Наука по своему положению в инновационной экономике постиндустриального общества является первичным компонентом в ее формировании и развитии, поскольку именно она позволяет производственной сфере страны стать более конкурентоспособной и инновационной. Реформирование науки необходимо тем странам, которые хотят развиваться. Беларусь, безусловно, относится к их числу.
Мы сильно отстали в развитии науки и инновационного сектора экономики от развитых стран. Доказать это очень просто. Достаточно взять два ключевых индикатора науки и инноваций: число научных публикаций в международных базах цитирования, например, Scopus и долю предприятий, реализующих технологические инновации. Белорусские ученые кроме математиков, физиков и химиков почти не публикуются на Западе. Доля их научных публикаций в общемировой базе, по данным Scopus за 2014 год, составляет менее 0,06%. Причем большинство из них представлены научными организациями Академии наук. Доля высокотехнологичной продукции белорусских предприятий в экспорте почти в 20 раз ниже, чем у лучших мировых компаний.
В отличие от большинства стран-лидеров постиндустриального развития наука в Беларуси носит преимущественно академический, а не университетский характер. В этих странах фундаментальные исследования ведутся в университетах, а прикладные отданы в ведение научных центров корпораций.
В странах Скандинавии практически отсутствует внеуниверситетская наука. В Германии из 430 тысяч занятых в сфере науки лишь 40 тысяч – внеуниверситетская наука. В США за последние пять лет доход от продажи лицензий и патентов оценивается в сумму около триллиона долларов в год, в Германии – около 520 млрд., в Японии – 400 млрд., в России – 1,7 млрд. В Беларуси эта цифра составляет примерно 0,3 млрд. долларов США.
В пересчете на душу населения наилучшие результаты здесь демонстрирует Германия. В ней доход от продажи лицензий и патентов составляет 6200 долларов в год на человека. В США – 3500, в Японии – 3200, в России – 800. В Беларуси же на каждого жителя приходится проданных технологий на сумму около 30 долларов в год. Мировая статистика по научной и инновационной деятельности убедительно демонстрирует наше отставание в сфере становления новой экономики для постиндустриального развития.

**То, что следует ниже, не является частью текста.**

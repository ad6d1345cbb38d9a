//! Streaming XML reader
//!
//! Pulls one [`Event`] at a time from a byte slice. The reader checks
//! well-formedness as it goes (matching close tags, quoted attributes, known
//! entities) and skips markup that carries no data: the XML declaration,
//! processing instructions, comments and DOCTYPE blocks.

use indexmap::IndexMap;

use crate::error::{Error, ErrorKind, Pos, Result, Span};
use crate::lexer::Cursor;
use crate::xml::event::Event;

const BOM: &[u8] = b"\xEF\xBB\xBF";

/// Nesting ceiling that applies even when `max_depth` is 0 or larger.
///
/// Node trees are walked recursively when written, searched, compared and
/// dropped, so depth stays bounded regardless of configuration.
pub const HARD_MAX_DEPTH: u16 = 1024;

/// Limits applied while reading
#[derive(Clone, Copy, Debug, PartialEq, Eq)]
pub struct ReaderConfig {
    /// Maximum element nesting depth (0 means [`HARD_MAX_DEPTH`])
    pub max_depth: u16,
    /// Maximum input size in bytes (0 means unlimited)
    pub max_size: usize,
}

impl Default for ReaderConfig {
    fn default() -> Self {
        Self {
            max_depth: 128,
            max_size: 10 * 1024 * 1024, // 10 MB default
        }
    }
}

impl ReaderConfig {
    /// Create a config with unlimited size; depth is still capped at
    /// [`HARD_MAX_DEPTH`]
    pub const fn unlimited() -> Self {
        Self {
            max_depth: 0,
            max_size: 0,
        }
    }

    /// Create a config with specific limits
    pub const fn new(max_depth: u16, max_size: usize) -> Self {
        Self {
            max_depth,
            max_size,
        }
    }

    /// Nesting depth actually enforced
    pub const fn depth_limit(&self) -> u16 {
        if self.max_depth == 0 || self.max_depth > HARD_MAX_DEPTH {
            HARD_MAX_DEPTH
        } else {
            self.max_depth
        }
    }
}

/// Streaming XML reader
#[derive(Debug)]
pub struct Reader<'a> {
    cursor: Cursor<'a>,
    config: ReaderConfig,
    open: Vec<String>,
    started: bool,
    failed: bool,
}

impl<'a> Reader<'a> {
    /// Create a new reader with default limits
    pub fn new(input: &'a [u8]) -> Self {
        Self::with_config(input, ReaderConfig::default())
    }

    /// Create a new reader with custom limits
    pub fn with_config(input: &'a [u8], config: ReaderConfig) -> Self {
        Self {
            cursor: Cursor::new(input),
            config,
            open: Vec::new(),
            started: false,
            failed: false,
        }
    }

    /// Number of elements currently open
    pub fn depth(&self) -> usize {
        self.open.len()
    }

    /// Position just past the last event read
    pub fn position(&self) -> Pos {
        self.cursor.position()
    }

    /// Read the next event, or `None` once the input is exhausted
    pub fn next_event(&mut self) -> Result<Option<Event>> {
        let result = self.read_event();
        if result.is_err() {
            self.failed = true;
        }
        result
    }

    fn read_event(&mut self) -> Result<Option<Event>> {
        if !self.started {
            self.start()?;
        }

        loop {
            if self.cursor.is_eof() {
                return match self.open.last() {
                    Some(name) => Err(self.error_here(&format!("unterminated element <{name}>"))),
                    None => Ok(None),
                };
            }

            if self.cursor.starts_with(b"<?") {
                self.cursor.advance_by(2);
                self.skip_until(b"?>")?;
                continue;
            }

            if self.cursor.starts_with(b"<!--") {
                self.cursor.advance_by(4);
                self.skip_until(b"-->")?;
                continue;
            }

            if self.cursor.starts_with(b"<![CDATA[") {
                if self.open.is_empty() {
                    return Err(self.error_here("character data outside of an element"));
                }
                self.cursor.advance_by(9);
                let text = self.read_until(b"]]>")?;
                if text.is_empty() {
                    continue;
                }
                return Ok(Some(Event::Text(text)));
            }

            if self.cursor.starts_with(b"<!") {
                self.skip_doctype()?;
                continue;
            }

            if self.cursor.starts_with(b"</") {
                return self.read_end_tag().map(Some);
            }

            if self.cursor.current() == Some(b'<') {
                return self.read_start_tag().map(Some);
            }

            if let Some(text) = self.read_text()? {
                if self.open.is_empty() {
                    return Err(self.error_here("text outside of an element"));
                }
                return Ok(Some(Event::Text(text)));
            }
        }
    }

    fn start(&mut self) -> Result<()> {
        self.started = true;
        let size = self.cursor.remaining().len();
        if self.config.max_size != 0 && size > self.config.max_size {
            let kind = ErrorKind::MaxSizeExceeded {
                max: self.config.max_size,
            };
            let message = kind.to_string();
            return Err(Error::with_message(
                kind,
                Span::at(self.cursor.position()),
                message,
            ));
        }
        if self.cursor.starts_with(BOM) {
            self.cursor.advance_by(BOM.len());
        }
        Ok(())
    }

    fn read_start_tag(&mut self) -> Result<Event> {
        self.cursor.advance(); // '<'
        let name = self.parse_name()?;
        let attributes = self.parse_attributes()?;

        let empty = self.cursor.consume(b'/');
        self.expect_byte(b'>')?;

        let max = self.config.depth_limit();
        if self.open.len() >= usize::from(max) {
            let kind = ErrorKind::MaxDepthExceeded { max };
            let message = kind.to_string();
            return Err(Error::with_message(
                kind,
                Span::at(self.cursor.position()),
                message,
            ));
        }

        if !empty {
            self.open.push(name.clone());
        }

        Ok(Event::Start {
            name,
            attributes,
            empty,
        })
    }

    fn read_end_tag(&mut self) -> Result<Event> {
        self.cursor.advance_by(2); // "</"
        let name = self.parse_name()?;
        self.cursor.skip_whitespace();
        self.expect_byte(b'>')?;

        match self.open.pop() {
            Some(open) if open == name => Ok(Event::End { name }),
            Some(open) => Err(self.error_here(&format!(
                "mismatched closing tag: expected </{open}>, found </{name}>"
            ))),
            None => Err(self.error_here(&format!("unexpected closing tag </{name}>"))),
        }
    }

    fn parse_attributes(&mut self) -> Result<IndexMap<String, String>> {
        let mut attrs = IndexMap::new();

        loop {
            self.cursor.skip_whitespace();
            match self.cursor.current() {
                Some(b'/') | Some(b'>') => break,
                Some(_) => {}
                None => return Err(self.error_here("unexpected end of input")),
            }

            let name = self.parse_name()?;
            self.cursor.skip_whitespace();
            self.expect_byte(b'=')?;
            self.cursor.skip_whitespace();
            let value = self.parse_attribute_value()?;

            if attrs.contains_key(&name) {
                return Err(self.error_here(&format!("duplicate attribute {name}")));
            }
            attrs.insert(name, value);
        }

        Ok(attrs)
    }

    fn parse_attribute_value(&mut self) -> Result<String> {
        let quote = match self.cursor.current() {
            Some(q @ (b'"' | b'\'')) => q,
            _ => return Err(self.error_here("expected quoted attribute value")),
        };
        self.cursor.advance();

        let raw = self.cursor.take_while(|b| b != quote && b != b'<');
        match self.cursor.current() {
            Some(b) if b == quote => {
                self.cursor.advance();
                let text = self.bytes_to_string(raw)?;
                self.decode_entities(&text)
            }
            Some(_) => Err(self.error_here("'<' in attribute value")),
            None => Err(self.error_here("unterminated attribute value")),
        }
    }

    fn read_text(&mut self) -> Result<Option<String>> {
        let raw = self.cursor.take_while(|b| b != b'<');
        let text = self.bytes_to_string(raw)?;
        if text.trim().is_empty() {
            return Ok(None);
        }
        self.decode_entities(&text).map(Some)
    }

    fn read_until(&mut self, pattern: &[u8]) -> Result<String> {
        match self.cursor.take_until(pattern) {
            Some(raw) => self.bytes_to_string(raw),
            None => Err(self.error_here("unterminated markup")),
        }
    }

    fn parse_name(&mut self) -> Result<String> {
        match self.cursor.current() {
            Some(first) if is_name_start(first) => {}
            Some(_) => return Err(self.error_here("invalid name")),
            None => return Err(self.error_here("expected name")),
        }
        let raw = self.cursor.take_while(is_name_char);
        self.bytes_to_string(raw)
    }

    fn skip_doctype(&mut self) -> Result<()> {
        // cursor currently at "<!"
        self.cursor.advance_by(2);
        let mut brackets = 0usize;
        while let Some(b) = self.cursor.current() {
            self.cursor.advance();
            match b {
                b'[' => brackets += 1,
                b']' => brackets = brackets.saturating_sub(1),
                b'>' if brackets == 0 => return Ok(()),
                _ => {}
            }
        }
        Err(self.error_here("unterminated declaration"))
    }

    fn skip_until(&mut self, pattern: &[u8]) -> Result<()> {
        match self.cursor.take_until(pattern) {
            Some(_) => Ok(()),
            None => Err(self.error_here("unterminated markup")),
        }
    }

    fn expect_byte(&mut self, expected: u8) -> Result<()> {
        if self.cursor.consume(expected) {
            Ok(())
        } else {
            Err(self.error_here(&format!("expected '{}'", char::from(expected))))
        }
    }

    fn bytes_to_string(&self, bytes: &[u8]) -> Result<String> {
        std::str::from_utf8(bytes)
            .map(str::to_string)
            .map_err(|_| self.error_here("invalid utf-8"))
    }

    fn decode_entities(&self, input: &str) -> Result<String> {
        let input = input.replace("\r\n", "\n");
        if !input.contains('&') {
            return Ok(input);
        }

        let mut result = String::with_capacity(input.len());
        let mut chars = input.chars();
        while let Some(ch) = chars.next() {
            if ch != '&' {
                result.push(ch);
                continue;
            }

            let mut entity = String::new();
            let mut terminated = false;
            for next in chars.by_ref() {
                if next == ';' {
                    terminated = true;
                    break;
                }
                entity.push(next);
            }

            let decoded = match entity.as_str() {
                _ if !terminated => None,
                "amp" => Some('&'),
                "lt" => Some('<'),
                "gt" => Some('>'),
                "quot" => Some('"'),
                "apos" => Some('\''),
                _ => decode_numeric_entity(&entity),
            };

            match decoded {
                Some(ch) => result.push(ch),
                None => return Err(self.error_here(&format!("invalid xml entity &{entity}"))),
            }
        }

        Ok(result)
    }

    fn error_here(&self, message: &str) -> Error {
        Error::syntax(self.cursor.position(), message)
    }
}

impl Iterator for Reader<'_> {
    type Item = Result<Event>;

    fn next(&mut self) -> Option<Self::Item> {
        if self.failed {
            return None;
        }
        self.next_event().transpose()
    }
}

fn is_name_start(b: u8) -> bool {
    matches!(b, b'A'..=b'Z' | b'a'..=b'z' | b'_' | b':') || b >= 0x80
}

fn is_name_char(b: u8) -> bool {
    is_name_start(b) || matches!(b, b'0'..=b'9' | b'-' | b'.')
}

fn decode_numeric_entity(entity: &str) -> Option<char> {
    if let Some(hex) = entity.strip_prefix("#x") {
        u32::from_str_radix(hex, 16).ok().and_then(char::from_u32)
    } else if let Some(dec) = entity.strip_prefix('#') {
        dec.parse::<u32>().ok().and_then(char::from_u32)
    } else {
        None
    }
}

Белорусская наука как неотъемлемая часть советской науки сформировалась и функционирует до сих пор по канонам государственной бюрократической системы финансирования и управления в целом. Академия наук СССР была построена таким образом, что фундаментальная наука в основном базировалась в ее организациях Москвы, Ленинграда и Новосибирска, а поисковая и прикладная науки в виде отраслевых академических НИИ в союзных республиках работали по месту дислокации аналогичных производственно-хозяйственных комплексов. Подобная централизация фундаментальных исследований вкупе с отраслевой специализацией академической науки в республиканских отделениях Академии наук СССР позволяла достаточно эффективно управлять всем ее научным парком из одного центра – Госкомитета по науке и технике, проводившем единую политику в сфере научно-технической деятельности.

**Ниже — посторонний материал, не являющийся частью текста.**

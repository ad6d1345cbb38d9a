use std::fs;

use assert_cmd::Command;
use predicates::prelude::*;

type TestResult = Result<(), Box<dyn std::error::Error>>;

const XML: &str = "<config><debug>false</debug><recipients><name>A</name><name>B</name></recipients></config>";

fn xcfg() -> Result<Command, Box<dyn std::error::Error>> {
    let mut cmd = Command::cargo_bin("xcfg")?;
    cmd.env_remove("RUST_LOG");
    Ok(cmd)
}

#[test]
fn test_get_text_property() -> TestResult {
    let dir = tempfile::tempdir()?;
    let path = dir.path().join("Config.txt");
    fs::write(&path, "# comment\ndebug=false\ntimeout=30\n")?;

    xcfg()?
        .args(["get"])
        .arg(&path)
        .arg("TIMEOUT")
        .assert()
        .success()
        .stdout("30\n");
    Ok(())
}

#[test]
fn test_get_missing_key_fails() -> TestResult {
    let dir = tempfile::tempdir()?;
    let path = dir.path().join("Config.txt");
    fs::write(&path, "a=1\n")?;

    xcfg()?
        .arg("get")
        .arg(&path)
        .arg("b")
        .assert()
        .failure()
        .stderr(predicate::str::contains("b is not set"));
    Ok(())
}

#[test]
fn test_malformed_text_reports_line() -> TestResult {
    let dir = tempfile::tempdir()?;
    let path = dir.path().join("Config.txt");
    fs::write(&path, "a=1\nbadline\n")?;

    xcfg()?
        .arg("list")
        .arg(&path)
        .assert()
        .failure()
        .stderr(predicate::str::contains("line 1"));
    Ok(())
}

#[test]
fn test_set_then_list_with_delimiter() -> TestResult {
    let dir = tempfile::tempdir()?;
    let path = dir.path().join("app.cfg");

    xcfg()?
        .args(["set", "--delimiter", ":"])
        .arg(&path)
        .args(["host", "example.org"])
        .assert()
        .success();
    xcfg()?
        .args(["set", "--delimiter", ":"])
        .arg(&path)
        .args(["port", "80"])
        .assert()
        .success();

    assert_eq!(fs::read_to_string(&path)?, "host:example.org\nport:80\n");
    xcfg()?
        .args(["list", "--delimiter", ":"])
        .arg(&path)
        .assert()
        .success()
        .stdout("host:example.org\nport:80\n");
    Ok(())
}

#[test]
fn test_xml_set_and_delete() -> TestResult {
    let dir = tempfile::tempdir()?;
    let path = dir.path().join("Config.xml");
    fs::write(&path, XML)?;

    xcfg()?
        .arg("set")
        .arg(&path)
        .args(["debug", "true"])
        .assert()
        .success();
    xcfg()?
        .arg("delete")
        .arg(&path)
        .arg("NAME")
        .args(["--parent", "recipients"])
        .assert()
        .success();

    let text = fs::read_to_string(&path)?;
    assert!(text.contains("<debug>true</debug>"));
    assert!(!text.contains("<name>A</name>"));
    assert!(text.contains("<name>B</name>"));
    Ok(())
}

#[test]
fn test_find_prints_node() -> TestResult {
    let dir = tempfile::tempdir()?;
    let path = dir.path().join("Config.xml");
    fs::write(&path, XML)?;

    xcfg()?
        .arg("find")
        .arg(&path)
        .arg("recipients")
        .assert()
        .success()
        .stdout("<recipients>\n\t<name>A</name>\n\t<name>B</name>\n</recipients>\n");
    Ok(())
}

#[test]
fn test_fmt_compact_to_file() -> TestResult {
    let dir = tempfile::tempdir()?;
    let path = dir.path().join("in.xml");
    let out = dir.path().join("out.xml");
    fs::write(&path, "<config>\n  <a>1</a>\n  <empty/>\n</config>\n")?;

    xcfg()?
        .arg("fmt")
        .arg(&path)
        .arg("--compact")
        .arg("-o")
        .arg(&out)
        .assert()
        .success();

    assert_eq!(
        fs::read_to_string(&out)?,
        r#"<?xml version="1.0" encoding="utf-8" ?><config><a>1</a></config>"#
    );
    Ok(())
}

#[test]
fn test_fmt_rejects_text_files() -> TestResult {
    let dir = tempfile::tempdir()?;
    let path = dir.path().join("Config.txt");
    fs::write(&path, "a=1\n")?;

    xcfg()?
        .arg("fmt")
        .arg(&path)
        .assert()
        .failure()
        .stderr(predicate::str::contains("not an XML file"));
    Ok(())
}
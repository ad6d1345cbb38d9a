//! Typed conversion of stored string values
//!
//! Every stored value is a string. Reads that want something else go through a
//! closed set of conversions: [`FromConfigValue`] for scalars and
//! [`ConfigEnum`] for enums declared with [`config_enum!`](crate::config_enum).

use std::path::PathBuf;

use crate::error::{Error, Result};

/// Conversion from a stored string into a typed value
pub trait FromConfigValue: Sized {
    /// Name used in conversion errors
    const TYPE_NAME: &'static str;

    fn from_config_value(value: &str) -> Result<Self>;
}

impl FromConfigValue for String {
    const TYPE_NAME: &'static str = "String";

    fn from_config_value(value: &str) -> Result<Self> {
        Ok(value.to_string())
    }
}

impl FromConfigValue for PathBuf {
    const TYPE_NAME: &'static str = "PathBuf";

    fn from_config_value(value: &str) -> Result<Self> {
        Ok(Self::from(value.trim()))
    }
}

impl FromConfigValue for bool {
    const TYPE_NAME: &'static str = "bool";

    fn from_config_value(value: &str) -> Result<Self> {
        let trimmed = value.trim();
        if trimmed.eq_ignore_ascii_case("true") {
            Ok(true)
        } else if trimmed.eq_ignore_ascii_case("false") {
            Ok(false)
        } else {
            Err(Error::conversion(value, Self::TYPE_NAME))
        }
    }
}

impl FromConfigValue for char {
    const TYPE_NAME: &'static str = "char";

    fn from_config_value(value: &str) -> Result<Self> {
        let mut chars = value.chars();
        match (chars.next(), chars.next()) {
            (Some(c), None) => Ok(c),
            _ => Err(Error::conversion(value, Self::TYPE_NAME)),
        }
    }
}

macro_rules! impl_from_str {
    ($($ty:ty),+ $(,)?) => {
        $(
            impl FromConfigValue for $ty {
                const TYPE_NAME: &'static str = stringify!($ty);

                fn from_config_value(value: &str) -> Result<Self> {
                    value
                        .trim()
                        .parse::<$ty>()
                        .map_err(|_| Error::conversion(value, Self::TYPE_NAME))
                }
            }
        )+
    };
}

impl_from_str!(i8, i16, i32, i64, i128, isize, u8, u16, u32, u64, u128, usize, f32, f64);

/// Enum whose variants can be read from config values by name
pub trait ConfigEnum: Sized + Copy + PartialEq + 'static {
    /// Name used in conversion errors
    const TYPE_NAME: &'static str;
    /// Every variant with its declared name, in declaration order
    const VARIANTS: &'static [(&'static str, Self)];

    /// Parse a variant by name, optionally ignoring ASCII case
    fn parse_variant(value: &str, ignore_case: bool) -> Result<Self> {
        let wanted = value.trim();
        Self::VARIANTS
            .iter()
            .find(|(name, _)| {
                if ignore_case {
                    name.eq_ignore_ascii_case(wanted)
                } else {
                    *name == wanted
                }
            })
            .map(|(_, variant)| *variant)
            .ok_or_else(|| Error::conversion(value, Self::TYPE_NAME))
    }

    /// Declared name of this variant
    fn variant_name(&self) -> &'static str {
        Self::VARIANTS
            .iter()
            .find(|(_, variant)| variant == self)
            .map(|(name, _)| *name)
            .unwrap_or_default()
    }
}

/// Convert a stored string into `T`
pub fn parse_value<T: FromConfigValue>(value: &str) -> Result<T> {
    T::from_config_value(value)
}

/// Convert a stored string into the enum `T`
pub fn parse_enum<T: ConfigEnum>(value: &str, ignore_case: bool) -> Result<T> {
    T::parse_variant(value, ignore_case)
}

/// Declare an enum readable from config values.
///
/// The macro derives `Clone`, `Copy`, `Debug`, `PartialEq` and `Eq` and
/// implements [`ConfigEnum`] using the variant identifiers as names.
///
/// ```
/// xcfg::config_enum! {
///     pub enum Mode { Daily, Hourly }
/// }
///
/// use xcfg::ConfigEnum;
/// assert_eq!(Mode::parse_variant("hourly", true).ok(), Some(Mode::Hourly));
/// ```
#[macro_export]
macro_rules! config_enum {
    (
        $(#[$meta:meta])*
        $vis:vis enum $name:ident {
            $($(#[$vmeta:meta])* $variant:ident),+ $(,)?
        }
    ) => {
        $(#[$meta])*
        #[derive(Clone, Copy, Debug, PartialEq, Eq)]
        $vis enum $name {
            $($(#[$vmeta])* $variant),+
        }

        impl $crate::ConfigEnum for $name {
            const TYPE_NAME: &'static str = stringify!($name);
            const VARIANTS: &'static [(&'static str, Self)] =
                &[$((stringify!($variant), Self::$variant)),+];
        }
    };
}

Вузовская наука в такой системе всегда была «золушкой», оставалась на «задворках», питаясь «крохами» с барского стола госбюджетных и хоздоговорных НИР, как правило, прикладного характера. Пресловутые «хозтемы» с госпредприятиями были и остаются до сих пор источником дополнительного заработка доцентов и профессоров госвузов Беларуси, своеобразной криницей наукообразной информации для диссертаций.

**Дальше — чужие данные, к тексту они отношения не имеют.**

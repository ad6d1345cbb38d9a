//! Error types for xcfg

use std::fmt;
use std::io;
use std::path::{Path, PathBuf};
use thiserror::Error;

/// Position in source text
#[derive(Clone, Copy, Debug, Default, PartialEq, Eq)]
pub struct Pos {
    pub offset: usize,
    pub line: u32,
    pub col: u32,
}

impl fmt::Display for Pos {
    fn fmt(&self, f: &mut fmt::Formatter<'_>) -> fmt::Result {
        write!(f, "{}:{}", self.line, self.col)
    }
}

impl Pos {
    pub const fn new(offset: usize, line: u32, col: u32) -> Self {
        Self { offset, line, col }
    }
}

/// Span representing a range in source text
#[derive(Clone, Copy, Debug, Default, PartialEq, Eq)]
pub struct Span {
    pub start: Pos,
    pub end: Pos,
}

impl Span {
    pub const fn new(start: Pos, end: Pos) -> Self {
        Self { start, end }
    }

    pub const fn at(pos: Pos) -> Self {
        Self {
            start: pos,
            end: pos,
        }
    }
}

/// Error kind for detailed categorization
#[derive(Clone, Debug, PartialEq, Eq)]
pub enum ErrorKind {
    /// Requested key is absent and no default was supplied
    KeyNotFound { key: String },
    /// Value is present but cannot be parsed as the requested type
    Conversion { value: String, target: &'static str },
    /// Text config failed structural validation
    MalformedConfig {
        path: PathBuf,
        line: usize,
        reason: String,
    },
    /// XML config's parent section is missing
    MissingSection { name: String },
    /// XML input is not well formed
    Syntax,
    MaxDepthExceeded { max: u16 },
    MaxSizeExceeded { max: usize },
    /// Document has no backing file and no explicit path was given
    MissingPath,
    /// Underlying file operation failed
    Io { path: PathBuf },
}

impl fmt::Display for ErrorKind {
    fn fmt(&self, f: &mut fmt::Formatter<'_>) -> fmt::Result {
        match self {
            Self::KeyNotFound { key } => write!(f, "key {key} not found"),
            Self::Conversion { value, target } => {
                write!(f, "cannot convert {value:?} to {target}")
            }
            Self::MalformedConfig { path, line, reason } => write!(
                f,
                "incorrect format at line {line} in {}: {reason}",
                path.display()
            ),
            Self::MissingSection { name } => write!(f, "parent node \"{name}\" not found"),
            Self::Syntax => write!(f, "invalid xml"),
            Self::MaxDepthExceeded { max } => write!(f, "max depth exceeded: {max}"),
            Self::MaxSizeExceeded { max } => write!(f, "max size exceeded: {max}"),
            Self::MissingPath => write!(f, "document has no file location"),
            Self::Io { path } => write!(f, "i/o failure on {}", path.display()),
        }
    }
}

/// Main error type for xcfg
#[derive(Error, Debug)]
pub struct Error {
    kind: ErrorKind,
    span: Option<Span>,
    message: String,
    #[source]
    source: Option<io::Error>,
}

impl Error {
    pub fn new(kind: ErrorKind) -> Self {
        let message = kind.to_string();
        Self {
            kind,
            span: None,
            message,
            source: None,
        }
    }

    pub fn with_message(kind: ErrorKind, span: Span, message: impl Into<String>) -> Self {
        Self {
            kind,
            span: Some(span),
            message: message.into(),
            source: None,
        }
    }

    pub fn key_not_found(key: &str) -> Self {
        Self::new(ErrorKind::KeyNotFound {
            key: key.to_string(),
        })
    }

    pub fn conversion(value: &str, target: &'static str) -> Self {
        Self::new(ErrorKind::Conversion {
            value: value.to_string(),
            target,
        })
    }

    pub fn malformed(path: &Path, line: usize, reason: impl Into<String>) -> Self {
        Self::new(ErrorKind::MalformedConfig {
            path: path.to_path_buf(),
            line,
            reason: reason.into(),
        })
    }

    pub fn missing_section(name: &str) -> Self {
        Self::new(ErrorKind::MissingSection {
            name: name.to_string(),
        })
    }

    pub fn io(path: &Path, source: io::Error) -> Self {
        let kind = ErrorKind::Io {
            path: path.to_path_buf(),
        };
        let message = format!("{kind}: {source}");
        Self {
            kind,
            span: None,
            message,
            source: Some(source),
        }
    }

    /// Syntax error at a specific position
    pub fn syntax(pos: Pos, message: impl Into<String>) -> Self {
        Self::with_message(ErrorKind::Syntax, Span::at(pos), message)
    }

    pub fn kind(&self) -> &ErrorKind {
        &self.kind
    }

    pub fn span(&self) -> Option<Span> {
        self.span
    }

    pub fn message(&self) -> &str {
        &self.message
    }

    /// True for both structural text-config failures and a missing XML parent section
    pub fn is_malformed(&self) -> bool {
        matches!(
            self.kind,
            ErrorKind::MalformedConfig { .. } | ErrorKind::MissingSection { .. }
        )
    }
}

impl fmt::Display for Error {
    fn fmt(&self, f: &mut fmt::Formatter<'_>) -> fmt::Result {
        match self.span {
            Some(span) => write!(f, "error at {}: {}", span.start, self.message),
            None => f.write_str(&self.message),
        }
    }
}

/// Result type alias for xcfg
pub type Result<T> = std::result::Result<T, Error>;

Внедрение науки в производство через создание филиалов кафедр вузов на госпредприятиях, заточенных на директивные объемные показатели и по определению не воспринимающих никаких инноваций, привело к полной ее дискредитации, как в глазах научных работников, так и в глазах производственников. В результате имеем сегодня слесаря на конкурентоспособном предприятии с зарплатой в два раза выше, чем у профессора вуза. Имеем также научно-практические центры Академии наук со своими экспериментальными по названию, а по сути массовыми и серийными типами производств, с планами по импортозамещению. Вопреки логике инновационного процесса фаза коммерциализации новшеств, разработанных учеными, в таком случае административно возложена на самих разработчиков, а не реализуется на рыночных принципах с помощью специализированных внедренческих фирм. Почему так произошло?
Основные причины
Первая причина и основная – недостаток финансов. В СССР затраты на науку составляли 6-7% от ВВП, причем львиная доля из них шла на фундаментальные исследования в области обороноспособности страны (ВПК). В суверенной Беларуси – 0,8% от ВВП. Средства идут преимущественно на финансирование организаций Академии наук и их хронически не хватает. Отсюда и вытекает попытка создания на базе этих организаций научно-практических центров на принципах ленинского хозрасчета за счет выпуска профильной продукции, разработанной или адаптированной учеными к имеющемуся спросу на рынках. Развитие такого производственного кластера в рамках Академии наук не только искажает саму суть инновационной деятельности, но и тормозит развитие ее инфраструктуры рыночного характера в стране.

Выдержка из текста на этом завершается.